BaCe0.8Y0.2O3−δ and BaCe0.9−xYxNb0.1O3−δ (x = 0.1, 0.15, 0.2, 0.25, 0.3, 0.35) were prepared by a solid-state reactions. It was found that the BaCe0.8Y0.2O3−δ samples decomposed into CeO2 and BaCO3 after being exposed in the atmosphere (3% CO2 + 3% H2O + 94% N2) at 700 °C for 10 h. However, samples containing Nb remains unchanged in the same conditions, demonstrating a better stability in the presence of CO2 and H2O. The conductivity of BaCe0.9−xYxNb0.1O3−δ increased with the increase of Y content (x ≤ 0.30), and the highest value was observed at x = 0.30 where a significant decrease in conductivity took place at x = 0.35. The conductivity of BaCe0.6Y0.3Nb0.1O3−δ reaches 0.01 S/cm in humid hydrogen at 700 °C, slight lower than BaCe0.8Y0.2O3−δ, 0.012 S/cm in the same conditions.
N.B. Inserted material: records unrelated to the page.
use crate::error::{PrivacyError, Result};
use crate::transport::HttpTransport;
use crate::types::{GitHubUser, RepoSummary};
use serde_json::json;
use tracing::{debug, error, info};

pub const PER_PAGE: u32 = 100;

pub struct GitHubClient<T> {
    transport: T,
    username: String,
}

impl<T: HttpTransport> GitHubClient<T> {
    pub fn new(transport: T, username: impl Into<String>) -> Self {
        GitHubClient {
            transport,
            username: username.into(),
        }
    }

    pub fn transport(&self) -> &T {
        &self.transport
    }

    /// Check the token against `GET /user`. Only an HTTP 200 carrying a
    /// `login` counts as authenticated.
    pub async fn authenticate(&self) -> Result<GitHubUser> {
        let response = self.transport.get("/user", &[]).await?;

        if response.status != 200 {
            return Err(PrivacyError::AuthError(format!(
                "authentication failed with HTTP {}",
                response.status
            )));
        }

        response
            .json::<GitHubUser>()
            .map_err(|_| PrivacyError::AuthError("response did not include a login".to_string()))
    }

    /// Fetch one page of the caller's public, owned repositories, most
    /// recently updated first. No owner filtering happens here.
    pub async fn fetch_repos_page(&self, page: u32) -> Result<Vec<RepoSummary>> {
        let query = [
            ("visibility", "public".to_string()),
            ("affiliation", "owner".to_string()),
            ("page", page.to_string()),
            ("per_page", PER_PAGE.to_string()),
            ("sort", "updated".to_string()),
            ("direction", "desc".to_string()),
        ];

        let response = self
            .transport
            .get("/user/repos", &query)
            .await?
            .error_for_status()?;

        response.json()
    }

    /// Walk every page until an empty one comes back. A failing page ends the
    /// walk and whatever was collected so far is returned.
    pub async fn list_public_repos(&self) -> Vec<RepoSummary> {
        let mut repos = Vec::new();
        let mut page = 1;

        loop {
            let page_repos = match self.fetch_repos_page(page).await {
                Ok(page_repos) => page_repos,
                Err(e) => {
                    error!("Error fetching repositories (page {}): {}", page, e);
                    break;
                }
            };

            if page_repos.is_empty() {
                break;
            }

            let fetched = page_repos.len();
            repos.extend(
                page_repos
                    .into_iter()
                    .filter(|repo| repo.is_owned_by(&self.username)),
            );
            debug!(
                "Page {}: {} repositories, {} kept so far",
                page,
                fetched,
                repos.len()
            );

            page += 1;
        }

        info!("Fetched {} public repositories", repos.len());
        repos
    }

    /// `PATCH /repos/{account}/{name}` with `{"private": true}`. Any 2xx is
    /// a success.
    pub async fn make_private(&self, repo_name: &str) -> Result<()> {
        let path = format!("/repos/{}/{}", self.username, repo_name);
        self.transport
            .patch(&path, &json!({ "private": true }))
            .await?
            .error_for_status()?;

        Ok(())
    }
}
use crate::app::Mode;
use crate::config::default_config_path;
use crate::credentials::CredentialSources;
use crate::transport::DEFAULT_API_URL;
use clap::Parser;
use std::path::PathBuf;
use url::Url;

#[derive(Parser)]
#[command(name = "repo-privatizer")]
#[command(about = "GitHub Repository Privacy Manager - Make your public repositories private")]
#[command(version)]
#[command(after_help = "Examples:
  repo-privatizer                       # Interactive mode
  repo-privatizer --batch repo1,repo2   # Batch mode
  repo-privatizer --list                # List public repos only")]
pub struct Cli {
    /// List public repositories without making changes
    #[arg(long, conflicts_with_all = ["batch", "all"])]
    pub list: bool,

    /// Comma-separated list of repository names to make private
    #[arg(long, value_name = "NAMES", conflicts_with = "all")]
    pub batch: Option<String>,

    /// Make all public repositories private (use with caution)
    #[arg(long)]
    pub all: bool,

    /// GitHub personal access token
    #[arg(long, env = "GITHUB_TOKEN", hide_env_values = true)]
    pub token: Option<String>,

    /// GitHub username owning the repositories
    #[arg(long, env = "GITHUB_USERNAME")]
    pub username: Option<String>,

    /// Credentials file (defaults to ~/.github_privacy_config.json)
    #[arg(long, env = "GITHUB_PRIVACY_CONFIG")]
    pub config: Option<PathBuf>,

    /// GitHub REST API root
    #[arg(long, env = "GITHUB_API_URL", default_value = DEFAULT_API_URL)]
    pub api_url: Url,

    /// Log debug output to stderr
    #[arg(short, long)]
    pub verbose: bool,
}

impl Cli {
    pub fn mode(&self) -> Mode {
        if self.list {
            Mode::ListOnly
        } else if self.all {
            Mode::All
        } else if let Some(batch) = &self.batch {
            Mode::Batch(batch.clone())
        } else {
            Mode::Interactive
        }
    }

    pub fn credential_sources(&self) -> CredentialSources {
        CredentialSources {
            token: self.token.clone(),
            username: self.username.clone(),
            config_path: self.config.clone().or_else(default_config_path),
        }
    }
}
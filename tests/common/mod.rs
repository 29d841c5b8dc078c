#![allow(dead_code)]

use async_trait::async_trait;
use repo_privatizer::error::{PrivacyError, Result};
use repo_privatizer::prompt::Prompter;
use repo_privatizer::transport::{ApiResponse, HttpTransport};
use serde_json::{json, Value};
use std::collections::{HashMap, VecDeque};
use std::io;
use std::sync::Mutex;

#[derive(Debug, Clone, PartialEq)]
pub enum RecordedCall {
    Get {
        path: String,
        query: Vec<(String, String)>,
    },
    Patch {
        path: String,
        body: Value,
    },
}

/// Transport that answers from a script and records every call. GET routes
/// are keyed by path plus the `page` query parameter when present, e.g.
/// `/user/repos?page=2`. Unscripted routes fail with `NotFound`.
#[derive(Default)]
pub struct FakeTransport {
    gets: HashMap<String, ApiResponse>,
    patches: HashMap<String, ApiResponse>,
    calls: Mutex<Vec<RecordedCall>>,
}

impl FakeTransport {
    pub fn new() -> Self {
        Self::default()
    }

    pub fn with_get(mut self, key: &str, status: u16, body: Value) -> Self {
        self.gets
            .insert(key.to_string(), ApiResponse::new(status, body.to_string()));
        self
    }

    pub fn with_user(self, login: &str) -> Self {
        self.with_get("/user", 200, json!({ "login": login }))
    }

    pub fn with_repos_page(self, page: u32, repos: Value) -> Self {
        self.with_get(&format!("/user/repos?page={}", page), 200, repos)
    }

    pub fn with_patch(mut self, path: &str, status: u16, body: Value) -> Self {
        self.patches
            .insert(path.to_string(), ApiResponse::new(status, body.to_string()));
        self
    }

    pub fn calls(&self) -> Vec<RecordedCall> {
        self.calls.lock().unwrap().clone()
    }

    pub fn patch_paths(&self) -> Vec<String> {
        self.calls()
            .into_iter()
            .filter_map(|call| match call {
                RecordedCall::Patch { path, .. } => Some(path),
                RecordedCall::Get { .. } => None,
            })
            .collect()
    }

    pub fn requested_pages(&self) -> Vec<String> {
        self.calls()
            .into_iter()
            .filter_map(|call| match call {
                RecordedCall::Get { path, query } if path == "/user/repos" => query
                    .into_iter()
                    .find(|(key, _)| key == "page")
                    .map(|(_, value)| value),
                _ => None,
            })
            .collect()
    }
}

#[async_trait]
impl HttpTransport for FakeTransport {
    async fn get(&self, path: &str, query: &[(&str, String)]) -> Result<ApiResponse> {
        self.calls.lock().unwrap().push(RecordedCall::Get {
            path: path.to_string(),
            query: query
                .iter()
                .map(|(k, v)| (k.to_string(), v.clone()))
                .collect(),
        });

        let key = match query.iter().find(|(k, _)| *k == "page") {
            Some((_, page)) => format!("{}?page={}", path, page),
            None => path.to_string(),
        };

        self.gets
            .get(&key)
            .cloned()
            .ok_or(PrivacyError::NotFound(key))
    }

    async fn patch(&self, path: &str, body: &Value) -> Result<ApiResponse> {
        self.calls.lock().unwrap().push(RecordedCall::Patch {
            path: path.to_string(),
            body: body.clone(),
        });

        Ok(self
            .patches
            .get(path)
            .cloned()
            .unwrap_or_else(|| ApiResponse::new(200, json!({ "private": true }).to_string())))
    }
}

/// Answers prompts from a queue and remembers what was asked.
#[derive(Default)]
pub struct ScriptedPrompter {
    answers: VecDeque<String>,
    pub prompts: Vec<String>,
    pub secret_prompts: Vec<String>,
}

impl ScriptedPrompter {
    pub fn new<I, S>(answers: I) -> Self
    where
        I: IntoIterator<Item = S>,
        S: Into<String>,
    {
        ScriptedPrompter {
            answers: answers.into_iter().map(Into::into).collect(),
            prompts: Vec::new(),
            secret_prompts: Vec::new(),
        }
    }

    pub fn remaining(&self) -> usize {
        self.answers.len()
    }

    fn next_answer(&mut self) -> Result<String> {
        self.answers.pop_front().ok_or_else(|| {
            PrivacyError::IoError(io::Error::new(
                io::ErrorKind::UnexpectedEof,
                "no scripted answer left",
            ))
        })
    }
}

impl Prompter for ScriptedPrompter {
    fn read_line(&mut self, prompt: &str) -> Result<String> {
        self.prompts.push(prompt.to_string());
        self.next_answer()
    }

    fn read_secret(&mut self, prompt: &str) -> Result<String> {
        self.secret_prompts.push(prompt.to_string());
        self.next_answer()
    }
}

pub fn repo_json(name: &str, owner: &str) -> Value {
    json!({
        "name": name,
        "owner": { "login": owner },
        "stargazers_count": 3,
        "forks_count": 1,
        "updated_at": "2024-05-01T12:30:00Z",
        "private": false
    })
}
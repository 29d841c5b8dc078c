use crate::error::Result;
use crate::github::GitHubClient;
use crate::prompt::Prompter;
use crate::report;
use crate::selection::{interactive_selection, select_all, select_batch};
use crate::transport::HttpTransport;
use crate::updater::{confirm_targets, make_repos_private, UpdateSummary};
use tracing::info;

/// How the run picks its targets, derived from `--list`, `--all` and
/// `--batch`.
#[derive(Debug, Clone, PartialEq, Eq)]
pub enum Mode {
    ListOnly,
    All,
    Batch(String),
    Interactive,
}

#[derive(Debug, Clone, PartialEq, Eq)]
pub enum RunOutcome {
    Listed,
    /// Nothing selected, or the confirmation was declined.
    Cancelled,
    Updated(UpdateSummary),
}

/// Authenticate, list, select, confirm, update. Only authentication failure
/// (and prompt I/O failure) surfaces as an error; everything past that is
/// reported and ends in an outcome.
pub async fn run<T, P>(client: &GitHubClient<T>, prompter: &mut P, mode: Mode) -> Result<RunOutcome>
where
    T: HttpTransport,
    P: Prompter + ?Sized,
{
    let user = client.authenticate().await?;
    report::print_authenticated(&user.login);

    report::print_fetching();
    let repos = client.list_public_repos().await;
    report::print_repo_list(&repos);

    let selected = match mode {
        Mode::ListOnly => {
            report::print_list_complete();
            return Ok(RunOutcome::Listed);
        }
        Mode::All => select_all(&repos),
        Mode::Batch(batch) => {
            let batch = select_batch(&batch, &repos);
            if !batch.missing.is_empty() {
                report::print_missing(&batch.missing);
            }
            batch.selected
        }
        Mode::Interactive => interactive_selection(prompter, &repos)?,
    };

    info!("{} repositories selected", selected.len());

    if !confirm_targets(prompter, &selected)? {
        report::print_cancelled();
        return Ok(RunOutcome::Cancelled);
    }

    let summary = make_repos_private(client, &selected).await;
    Ok(RunOutcome::Updated(summary))
}
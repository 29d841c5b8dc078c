mod common;

use common::ScriptedPrompter;
use repo_privatizer::config::{load_config, save_config, ConfigFile};
use repo_privatizer::credentials::{CredentialSources, Credentials};
use repo_privatizer::error::PrivacyError;
use std::fs;
use tempfile::TempDir;

fn write_config(dir: &TempDir, contents: &str) -> std::path::PathBuf {
    let path = dir.path().join("config.json");
    fs::write(&path, contents).unwrap();
    path
}

#[test]
fn test_environment_wins_over_file() {
    let dir = TempDir::new().unwrap();
    let path = write_config(&dir, r#"{"token": "file-token", "username": "file-user"}"#);
    let sources = CredentialSources {
        token: Some("env-token".to_string()),
        username: None,
        config_path: Some(path),
    };
    let mut prompter = ScriptedPrompter::new(Vec::<String>::new());

    let credentials = sources.resolve(&mut prompter).unwrap();

    assert_eq!(
        credentials,
        Credentials {
            token: "env-token".to_string(),
            username: "file-user".to_string(),
        }
    );
    // Complete config file: nothing asked
    assert!(prompter.prompts.is_empty());
}

#[test]
fn test_prompts_for_missing_values_and_saves_on_consent() {
    let dir = TempDir::new().unwrap();
    let path = dir.path().join("config.json");
    let sources = CredentialSources {
        token: None,
        username: None,
        config_path: Some(path.clone()),
    };
    let mut prompter = ScriptedPrompter::new(["  secret  ", "octo", "y"]);

    let credentials = sources.resolve(&mut prompter).unwrap();

    assert_eq!(credentials.token, "secret");
    assert_eq!(credentials.username, "octo");
    assert_eq!(prompter.secret_prompts.len(), 1);
    assert_eq!(
        load_config(&path),
        ConfigFile {
            token: Some("secret".to_string()),
            username: Some("octo".to_string()),
        }
    );
}

#[test]
fn test_declined_save_leaves_no_file() {
    let dir = TempDir::new().unwrap();
    let path = dir.path().join("config.json");
    let sources = CredentialSources {
        token: Some("t".to_string()),
        username: Some("u".to_string()),
        config_path: Some(path.clone()),
    };
    let mut prompter = ScriptedPrompter::new(["n"]);

    sources.resolve(&mut prompter).unwrap();

    assert!(!path.exists());
    assert_eq!(prompter.prompts.len(), 1);
}

#[test]
fn test_empty_token_is_missing_credentials() {
    let sources = CredentialSources {
        token: Some("   ".to_string()),
        username: Some("u".to_string()),
        config_path: None,
    };
    let mut prompter = ScriptedPrompter::new([""]);

    let result = sources.resolve(&mut prompter);

    assert!(matches!(result, Err(PrivacyError::MissingCredentials)));
}

#[test]
fn test_no_config_path_skips_save_offer() {
    let sources = CredentialSources {
        token: Some("t".to_string()),
        username: Some("u".to_string()),
        config_path: None,
    };
    let mut prompter = ScriptedPrompter::new(Vec::<String>::new());

    let credentials = sources.resolve(&mut prompter).unwrap();

    assert_eq!(credentials.username, "u");
    assert!(prompter.prompts.is_empty());
}

#[test]
fn test_credentials_debug_hides_token() {
    let credentials = Credentials {
        token: "ghp_supersecret".to_string(),
        username: "octo".to_string(),
    };

    let debug = format!("{:?}", credentials);
    assert!(!debug.contains("ghp_supersecret"));
    assert!(debug.contains("octo"));
}

#[test]
fn test_load_missing_config_is_empty() {
    let dir = TempDir::new().unwrap();
    assert_eq!(load_config(&dir.path().join("absent.json")), ConfigFile::default());
}

#[test]
fn test_load_invalid_config_is_empty() {
    let dir = TempDir::new().unwrap();
    let path = write_config(&dir, "{ not json");
    assert_eq!(load_config(&path), ConfigFile::default());
}

#[test]
fn test_partial_config_is_incomplete() {
    let dir = TempDir::new().unwrap();
    let path = write_config(&dir, r#"{"username": "octo"}"#);

    let config = load_config(&path);

    assert_eq!(config.username.as_deref(), Some("octo"));
    assert!(config.token.is_none());
    assert!(!config.is_complete());
}

#[test]
fn test_save_writes_token_and_username_keys() {
    let dir = TempDir::new().unwrap();
    let path = dir.path().join("config.json");
    let config = ConfigFile {
        token: Some("t".to_string()),
        username: Some("u".to_string()),
    };

    save_config(&path, &config).unwrap();

    let raw: serde_json::Value = serde_json::from_str(&fs::read_to_string(&path).unwrap()).unwrap();
    assert_eq!(raw, serde_json::json!({ "token": "t", "username": "u" }));
}

#[cfg(unix)]
#[test]
fn test_saved_config_is_owner_only() {
    use std::os::unix::fs::PermissionsExt;

    let dir = TempDir::new().unwrap();
    let path = dir.path().join("config.json");
    save_config(&path, &ConfigFile::default()).unwrap();

    let mode = fs::metadata(&path).unwrap().permissions().mode();
    assert_eq!(mode & 0o777, 0o600);
}

#[test]
fn test_save_into_missing_directory_fails() {
    let dir = TempDir::new().unwrap();
    let path = dir.path().join("nope").join("config.json");

    let result = save_config(&path, &ConfigFile::default());
    assert!(matches!(result, Err(PrivacyError::ConfigError(_))));
}
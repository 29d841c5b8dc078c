use crate::error::Result;
use crate::github::GitHubClient;
use crate::prompt::{confirm, Prompter};
use crate::report;
use crate::transport::HttpTransport;
use tracing::debug;

#[derive(Debug, Clone, Default, PartialEq, Eq)]
pub struct UpdateSummary {
    pub succeeded: Vec<String>,
    /// Repository name and the reason it failed.
    pub failed: Vec<(String, String)>,
}

impl UpdateSummary {
    pub fn total(&self) -> usize {
        self.succeeded.len() + self.failed.len()
    }

    pub fn success_count(&self) -> usize {
        self.succeeded.len()
    }
}

/// Show the exact targets and ask for `yes`/`y`. Nothing selected is never
/// confirmed.
pub fn confirm_targets<P: Prompter + ?Sized>(prompter: &mut P, names: &[String]) -> Result<bool> {
    if names.is_empty() {
        return Ok(false);
    }

    report::print_confirmation_targets(names);
    confirm(
        prompter,
        "Are you sure? This action cannot be undone easily. (yes/no)",
    )
}

/// One PATCH per name, in order. A failure is recorded and the loop moves on.
pub async fn make_repos_private<T: HttpTransport>(
    client: &GitHubClient<T>,
    names: &[String],
) -> UpdateSummary {
    let mut summary = UpdateSummary::default();

    report::print_update_start(names.len());

    for name in names {
        report::print_progress_start(name);
        match client.make_private(name).await {
            Ok(()) => {
                report::print_progress_done();
                summary.succeeded.push(name.clone());
            }
            Err(e) => {
                debug!("Failed to make {} private: {}", name, e);
                report::print_progress_failed(&e);
                summary.failed.push((name.clone(), e.to_string()));
            }
        }
    }

    report::print_summary(&summary);
    summary
}
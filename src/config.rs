use crate::error::{PrivacyError, Result};
use serde::{Deserialize, Serialize};
use std::fs;
use std::path::{Path, PathBuf};
use tracing::{debug, warn};

pub const CONFIG_FILE_NAME: &str = ".github_privacy_config.json";

/// Contents of the per-user credentials file.
#[derive(Debug, Clone, Default, PartialEq, Serialize, Deserialize)]
pub struct ConfigFile {
    #[serde(default, skip_serializing_if = "Option::is_none")]
    pub token: Option<String>,
    #[serde(default, skip_serializing_if = "Option::is_none")]
    pub username: Option<String>,
}

impl ConfigFile {
    pub fn is_complete(&self) -> bool {
        has_value(&self.token) && has_value(&self.username)
    }
}

fn has_value(value: &Option<String>) -> bool {
    value.as_deref().is_some_and(|v| !v.trim().is_empty())
}

/// `$HOME/.github_privacy_config.json`, or `None` when `HOME` is unset.
pub fn default_config_path() -> Option<PathBuf> {
    std::env::var("HOME")
        .ok()
        .filter(|home| !home.is_empty())
        .map(|home| PathBuf::from(home).join(CONFIG_FILE_NAME))
}

/// A missing file is an empty config. So is an unreadable or malformed one,
/// with a warning.
pub fn load_config(path: &Path) -> ConfigFile {
    if !path.exists() {
        debug!("No config file at {}", path.display());
        return ConfigFile::default();
    }

    match read_config(path) {
        Ok(config) => config,
        Err(e) => {
            warn!("Ignoring config file {}: {}", path.display(), e);
            ConfigFile::default()
        }
    }
}

fn read_config(path: &Path) -> Result<ConfigFile> {
    let contents = fs::read_to_string(path)?;
    let config = serde_json::from_str(&contents)?;
    Ok(config)
}

pub fn save_config(path: &Path, config: &ConfigFile) -> Result<()> {
    let contents = serde_json::to_string_pretty(config)?;
    fs::write(path, contents).map_err(|e| {
        PrivacyError::ConfigError(format!("could not write {}: {}", path.display(), e))
    })?;
    restrict_permissions(path)?;
    Ok(())
}

#[cfg(unix)]
fn restrict_permissions(path: &Path) -> Result<()> {
    use std::os::unix::fs::PermissionsExt;

    // The file holds a token.
    fs::set_permissions(path, fs::Permissions::from_mode(0o600))?;
    Ok(())
}

#[cfg(not(unix))]
fn restrict_permissions(_path: &Path) -> Result<()> {
    Ok(())
}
Fuel cell with BaCe0.6Y0.3Nb0.1O3−δ as-prepared was successfully prepared and humidified hydrogen was supplied as fuels in evaluating the fuel cell performance. The open circuit voltage, peak power density and interfacial resistance at 700 °C were 1.02 V, 345 mW/cm2 and 0.27 Ω cm2, respectively.